A small section, “At Home with the Architect,” offers glimpses of how modern life was envisioned in the period. The catalog of another very good show that closed May 16 at the Americas Society, Moderno: Design for Living in Brazil, Mexico and Venezuela, 1940-1978, completes the picture presented at MoMA, as it includes contemporary furniture, metalwork, textiles, ceramics, and printed matter, with many pieces designed by an unexpectedly high number of women—the Cuban-Mexican Clara Porset being the most well-known. Two other small sections in the MoMA show, “Export” and “Utopia,” focus on the international influence of Latin American architects. Works displayed include the prefabricated Mexican rural schools conceived by the architect Pedro Ramírez Vázquez and widely adopted abroad, and images of the Open City in Ritoque, Chile. The latter was a unique pedagogical experiment initiated by architecture faculty and students at the Catholic University in Valparaiso, a beach community where poetic acts devised by resident artists were used as inspiration for the design of architectural form, regardless of program and site.
Cuba’s pavilion at Montreal’s Expo ’67 demonstrated novel methods for prefabricated, low-cost housing. The question of housing was the paramount concern of Latin American countries in the postwar period.

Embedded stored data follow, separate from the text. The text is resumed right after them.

use foundation::geo::LngLat;
use foundation::ids::FeatureId;
use interaction::hover::{HighlightSink, HoverState, HoverTracker};
use interaction::pointer::{Cursor, PointerEvent};
use interaction::popup::{Popup, popup_for_click};
use overlay::{FeatureCollection, FillStyle, LineStyle, Rgba};

use crate::engine::{
    ControlAnchor, ControlKind, MapEngine, MapOptions, Marker, MarkerId, OverlayDescriptor,
    ScaleUnit,
};
use crate::presets::Preset;

const MARKER_COLOR: Rgba = Rgba::from_hex_rgb(0xe63946);
const MARKER_POPUP_HTML: &str = "<h3>Downtown Vancouver</h3><p>Marker for testing</p>";

/// Owns one map engine instance for the component's mounted lifetime.
///
/// Lifecycle contract:
/// - `mount` constructs the engine exactly once; mounting while an engine
///   exists is a no-op and does not construct.
/// - `overlay_ready` registers the data overlay on the engine's one-time
///   ready event; pointer dispatch starts after that.
/// - `unmount` releases the marker, the engine, and the stored handle
///   unconditionally. Events after unmount are no-ops.
#[derive(Debug)]
pub struct MapHost<E: MapEngine> {
    options: MapOptions,
    preset: Preset,
    overlay: FeatureCollection,
    fill: FillStyle,
    line: LineStyle,
    tracker: HoverTracker,
    engine: Option<E>,
    marker: Option<MarkerId>,
    overlay_registered: bool,
}

/// Routes the tracker's highlight writes into the engine's feature-state
/// store for one overlay source.
struct EngineHighlight<'a, E: MapEngine> {
    engine: &'a mut E,
    source: &'a str,
}

impl<E: MapEngine> HighlightSink for EngineHighlight<'_, E> {
    fn set_hover(&mut self, id: FeatureId, hover: bool) {
        self.engine.set_feature_state(self.source, id, hover);
    }

    fn set_cursor(&mut self, cursor: Cursor) {
        self.engine.set_cursor(cursor);
    }
}

impl<E: MapEngine> MapHost<E> {
    pub fn new(options: MapOptions, preset: Preset, overlay: FeatureCollection) -> Self {
        Self {
            options,
            preset,
            overlay,
            fill: FillStyle::default(),
            line: LineStyle::default(),
            tracker: HoverTracker::new(),
            engine: None,
            marker: None,
            overlay_registered: false,
        }
    }

    /// Full-preset host over the built-in test areas.
    pub fn with_defaults() -> Self {
        Self::new(
            MapOptions::default(),
            Preset::Full,
            FeatureCollection::test_areas(),
        )
    }

    pub fn options(&self) -> &MapOptions {
        &self.options
    }

    pub fn engine(&self) -> Option<&E> {
        self.engine.as_ref()
    }

    pub fn is_mounted(&self) -> bool {
        self.engine.is_some()
    }

    pub fn hover_state(&self) -> HoverState {
        self.tracker.state()
    }

    /// Mounts the component: constructs the engine from the host's options
    /// and registers the static chrome. Construct-once: a second call while
    /// mounted does nothing, `make_engine` included.
    pub fn mount(&mut self, make_engine: impl FnOnce(&MapOptions) -> E) {
        if self.engine.is_some() {
            return;
        }

        let mut engine = make_engine(&self.options);

        if self.preset.with_controls() {
            engine.add_control(ControlKind::Navigation, ControlAnchor::TopRight);
            engine.add_control(
                ControlKind::Scale {
                    max_width: 200,
                    unit: ScaleUnit::Metric,
                },
                ControlAnchor::BottomLeft,
            );
        }

        if self.preset.with_marker() {
            let marker = Marker {
                color: MARKER_COLOR,
                position: self.options.center,
                popup: Some(Popup::new(self.options.center, MARKER_POPUP_HTML)),
            };
            self.marker = Some(engine.add_marker(&marker));
        }

        self.engine = Some(engine);
    }

    /// Engine fired its one-time ready event: register the data overlay.
    pub fn overlay_ready(&mut self) {
        let Some(engine) = self.engine.as_mut() else {
            return;
        };
        if self.overlay_registered {
            return;
        }

        engine.add_overlay(&OverlayDescriptor {
            collection: self.overlay.clone(),
            fill: self.fill,
            line: self.line,
        });
        self.overlay_registered = true;
    }

    /// Pointer moved over the overlay's hit region.
    ///
    /// A position over no feature carries an empty payload; the tracker
    /// treats that as a no-op, not a leave.
    pub fn pointer_moved(&mut self, position: LngLat) {
        let Some(engine) = self.engine.as_mut() else {
            return;
        };
        if !self.overlay_registered {
            return;
        }

        let features = self
            .overlay
            .feature_at(position)
            .map(|f| f.id)
            .into_iter()
            .collect();
        let event = PointerEvent { position, features };

        let mut sink = EngineHighlight {
            engine,
            source: self.overlay.source(),
        };
        self.tracker.pointer_move(&event, &mut sink);
    }

    /// Pointer left the overlay's hit region entirely.
    pub fn pointer_left(&mut self) {
        let Some(engine) = self.engine.as_mut() else {
            return;
        };
        if !self.overlay_registered {
            return;
        }

        let mut sink = EngineHighlight {
            engine,
            source: self.overlay.source(),
        };
        self.tracker.pointer_leave(&mut sink);
    }

    /// Click within the map view: feature popup or coordinate fallback.
    pub fn clicked(&mut self, position: LngLat) {
        let Some(engine) = self.engine.as_mut() else {
            return;
        };
        if !self.overlay_registered {
            return;
        }

        let popup = popup_for_click(position, self.overlay.feature_at(position));
        engine.open_popup(&popup);
    }

    /// Tears the component down: marker, engine instance, and stored
    /// handle are all released unconditionally. Returns the spent engine
    /// so the driver can drop it.
    pub fn unmount(&mut self) -> Option<E> {
        let mut engine = self.engine.take();

        if let Some(engine) = engine.as_mut() {
            if let Some(marker) = self.marker.take() {
                engine.remove_marker(marker);
            }
            engine.remove();
        }
        self.marker = None;
        self.overlay_registered = false;
        self.tracker = HoverTracker::new();

        engine
    }
}
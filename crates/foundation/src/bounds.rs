use crate::geo::LngLat;

/// Axis-aligned lng/lat bounds.
#[derive(Debug, Copy, Clone, PartialEq)]
pub struct Bounds2 {
    pub min: LngLat,
    pub max: LngLat,
}

impl Bounds2 {
    pub fn new(min: LngLat, max: LngLat) -> Self {
        Bounds2 { min, max }
    }

    /// Empty bounds; extending with any point yields that point.
    pub fn empty() -> Self {
        Bounds2 {
            min: LngLat::new(f64::INFINITY, f64::INFINITY),
            max: LngLat::new(f64::NEG_INFINITY, f64::NEG_INFINITY),
        }
    }

    pub fn extend(&mut self, p: LngLat) {
        self.min.lng = self.min.lng.min(p.lng);
        self.min.lat = self.min.lat.min(p.lat);
        self.max.lng = self.max.lng.max(p.lng);
        self.max.lat = self.max.lat.max(p.lat);
    }

    pub fn contains(&self, p: LngLat) -> bool {
        p.lng >= self.min.lng
            && p.lng <= self.max.lng
            && p.lat >= self.min.lat
            && p.lat <= self.max.lat
    }

    pub fn from_points<'a>(points: impl IntoIterator<Item = &'a LngLat>) -> Self {
        let mut b = Self::empty();
        for p in points {
            b.extend(*p);
        }
        b
    }
}
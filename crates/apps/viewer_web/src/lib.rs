use console_error_panic_hook::set_once;
use std::cell::RefCell;
use wasm_bindgen::prelude::*;

use foundation::geo::LngLat;
use map::{MapHost, MapOptions, Preset};
use overlay::FeatureCollection;

mod maplibre;
mod paint;

use maplibre::MapLibreEngine;

thread_local! {
    static STATE: RefCell<Option<MapHost<MapLibreEngine>>> = const { RefCell::new(None) };
}

#[wasm_bindgen(start)]
pub fn start() -> Result<(), JsValue> {
    set_once();
    Ok(())
}

fn mount_with_preset(container: &str, preset: Preset) {
    STATE.with(|state| {
        let mut slot = state.borrow_mut();
        if slot.is_some() {
            web_sys::console::log_1(&JsValue::from_str("mount ignored: map already exists"));
            return;
        }

        let options = MapOptions {
            container: container.to_string(),
            ..MapOptions::default()
        };
        let mut host = MapHost::new(options, preset, FeatureCollection::test_areas());
        host.mount(MapLibreEngine::new);
        *slot = Some(host);
    });
}

/// Mounts the full demo: controls, downtown marker, and the test overlay.
#[wasm_bindgen]
pub fn mount_map(container: &str) {
    mount_with_preset(container, Preset::Full);
}

/// Mounts the bare variant: overlay only, no chrome.
#[wasm_bindgen]
pub fn mount_map_minimal(container: &str) {
    mount_with_preset(container, Preset::Minimal);
}

/// The engine's one-time load event.
#[wasm_bindgen]
pub fn overlay_ready() {
    STATE.with(|state| {
        if let Some(host) = state.borrow_mut().as_mut() {
            host.overlay_ready();
        }
    });
}

#[wasm_bindgen]
pub fn pointer_move(lng: f64, lat: f64) {
    STATE.with(|state| {
        if let Some(host) = state.borrow_mut().as_mut() {
            host.pointer_moved(LngLat::new(lng, lat));
        }
    });
}

#[wasm_bindgen]
pub fn pointer_leave() {
    STATE.with(|state| {
        if let Some(host) = state.borrow_mut().as_mut() {
            host.pointer_left();
        }
    });
}

#[wasm_bindgen]
pub fn map_click(lng: f64, lat: f64) {
    STATE.with(|state| {
        if let Some(host) = state.borrow_mut().as_mut() {
            host.clicked(LngLat::new(lng, lat));
        }
    });
}

/// Tears the component down; later events are no-ops until a new mount.
#[wasm_bindgen]
pub fn unmount_map() {
    STATE.with(|state| {
        let mut slot = state.borrow_mut();
        if let Some(host) = slot.as_mut() {
            host.unmount();
        }
        *slot = None;
    });
}
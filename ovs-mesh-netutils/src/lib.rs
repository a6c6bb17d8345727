mod allocator;
mod error;

pub use allocator::{SubnetAllocator, default_gateway};
pub use error::Error;

pub type Result<T> = std::result::Result<T, Error>;
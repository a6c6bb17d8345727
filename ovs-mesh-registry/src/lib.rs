mod error;
mod etcd;
mod types;

use std::time::Duration;

use async_trait::async_trait;
use tokio::sync::mpsc::Sender;
use tokio_util::sync::CancellationToken;

pub use error::Error;
pub use etcd::{EtcdConfig, EtcdRegistry};
pub use types::{MemberEvent, MemberRecord, SubnetAssignment, SubnetEvent};

pub type Result<T> = std::result::Result<T, Error>;

/// Coordination surface between the master, the nodes, and the replicated
/// store. Watch streams run until cancelled and must survive broken
/// connections without losing events; `from_index` 0 means "from now" and
/// callers are expected to list first and treat every event idempotently.
#[async_trait]
pub trait SubnetRegistry: Send + Sync {
    /// Probes the store once per second until it answers or the deadline
    /// elapses.
    async fn check_alive(&self, timeout: Duration) -> bool;

    /// Creates the membership namespace. `Error::AlreadyExists` when a
    /// previous process got there first.
    async fn init_members(&self) -> Result<()>;

    /// Creates the subnet namespace. `Error::AlreadyExists` signals that
    /// persisted assignments may exist and the allocator must be seeded.
    async fn init_subnets(&self) -> Result<()>;

    async fn list_members(&self) -> Result<Vec<String>>;

    async fn list_subnets(&self) -> Result<Vec<(String, SubnetAssignment)>>;

    /// `Error::NotFound` when the node has no assignment yet.
    async fn get_subnet(&self, node_id: &str) -> Result<SubnetAssignment>;

    /// Overwrites are permitted; the caller guarantees subnet uniqueness.
    async fn create_subnet(&self, node_id: &str, assignment: &SubnetAssignment) -> Result<()>;

    async fn delete_subnet(&self, node_id: &str) -> Result<()>;

    /// Node self-registration (sync mode).
    async fn create_member(&self, node_id: &str, node_ip: &str) -> Result<()>;

    async fn watch_members(
        &self,
        from_index: i64,
        tx: Sender<MemberEvent>,
        cancel: CancellationToken,
    ) -> Result<()>;

    async fn watch_subnets(
        &self,
        from_index: i64,
        tx: Sender<SubnetEvent>,
        cancel: CancellationToken,
    ) -> Result<()>;
}
use std::sync::Arc;

use prometheus_client::metrics::counter::Counter;
use prometheus_client::registry::Registry;

#[derive(Clone)]
pub struct Metrics {
    pub controller: ControllerMetrics,
    pub agent: AgentMetrics,
    pub registry: Arc<Registry>,
}

impl Default for Metrics {
    fn default() -> Self {
        let mut registry = Registry::with_prefix("ovs_mesh");
        let controller = ControllerMetrics::default().register(&mut registry);
        let agent = AgentMetrics::default().register(&mut registry);
        Self {
            controller,
            agent,
            registry: Arc::new(registry),
        }
    }
}

#[derive(Clone, Default)]
pub struct ControllerMetrics {
    pub subnets_allocated: Counter,
    pub subnets_released: Counter,
}

impl ControllerMetrics {
    fn register(self, registry: &mut Registry) -> Self {
        registry.register(
            "subnets_allocated",
            "Subnets allocated to nodes",
            self.subnets_allocated.clone(),
        );
        registry.register(
            "subnets_released",
            "Subnets released by departing nodes",
            self.subnets_released.clone(),
        );
        self
    }
}

#[derive(Clone, Default)]
pub struct AgentMetrics {
    pub flows_installed: Counter,
    pub flows_deleted: Counter,
}

impl AgentMetrics {
    fn register(self, registry: &mut Registry) -> Self {
        registry.register(
            "flows_installed",
            "Flow rule sets installed on the bridge",
            self.flows_installed.clone(),
        );
        registry.register(
            "flows_deleted",
            "Flow rule sets deleted from the bridge",
            self.flows_deleted.clone(),
        );
        self
    }
}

Courtesy ©Archivo Vittorio Garatti
Perhaps the most problematic aspect of the exhibition is its handling of housing, in a section organized chronologically beneath a schematic timeline. Diverse typologies are juxtaposed, such as social housing built by the state for its working-class employees; market-value apartments for the upper middle class; housing built by mixed-income cooperatives; and experiments with prefabrication, among others. Such juxtaposition makes it very difficult to grasp the specific technological and political solutions, or the range of services included in buildings and communities in different countries. The exception is the well-documented Peruvian PREVI (Projecto Experimental de Vivienda) plan, an experimental housing and community development project coordinated by the British architect Peter Land that involved the participation of 12 Peruvian firms and as many internationally known architects. Although there are no maps that show the vast extent of the urban land covered by shantytowns in the various cities, some film clips take the viewer into these neighborhoods, making it possible to see why housing for Latin America’s poor remains an intractable challenge. As urban slums grow at faster rates than formal cities, governments have accepted their existence and all but abandoned a belief in architecture as a major palliative instrument. Instead, provisions for basic neighborhood infrastructure or catalyst buildings such as community centers-cum-libraries in Bogotá have been adopted as more realistic and effective solutions.
An immersion in an exhibition as comprehensive as this can be a daunting proposition. Fortunately, Bergdoll and Liernur’s essays in the catalog provide the much-needed context to make sense of the diversity of projects and the comparisons derived from the thematic organization of the show. These essays also hint beyond the overly cheery, fast-moving images of development in several cities that introduce the show. By 1955, the United States had already resumed military interventions in Latin America, ousting Guatemala’s elected government for expropriating United Fruit Company’s unproductive lands. In 1978, Operation Condor, the U.S.-supported campaign of state terror by military dictatorships across the Southern Cone, resulting in the disappearance of thousands of people—including many architects—had peaked. One hopes that the current signs of rapprochement between the U.S. and Latin America will make it possible to organize another survey that will take us into the present—one we hopefully will not have to wait another half-century for. Such a survey would begin with the theorizing of a new “appropriated modernity” by key architects and critics, and the creation of the first transversal architectural discourse in the region, exploring common issues such as urban fragmentation, collective memory in the city, and the preservation of historic centers and indigenous landmarks.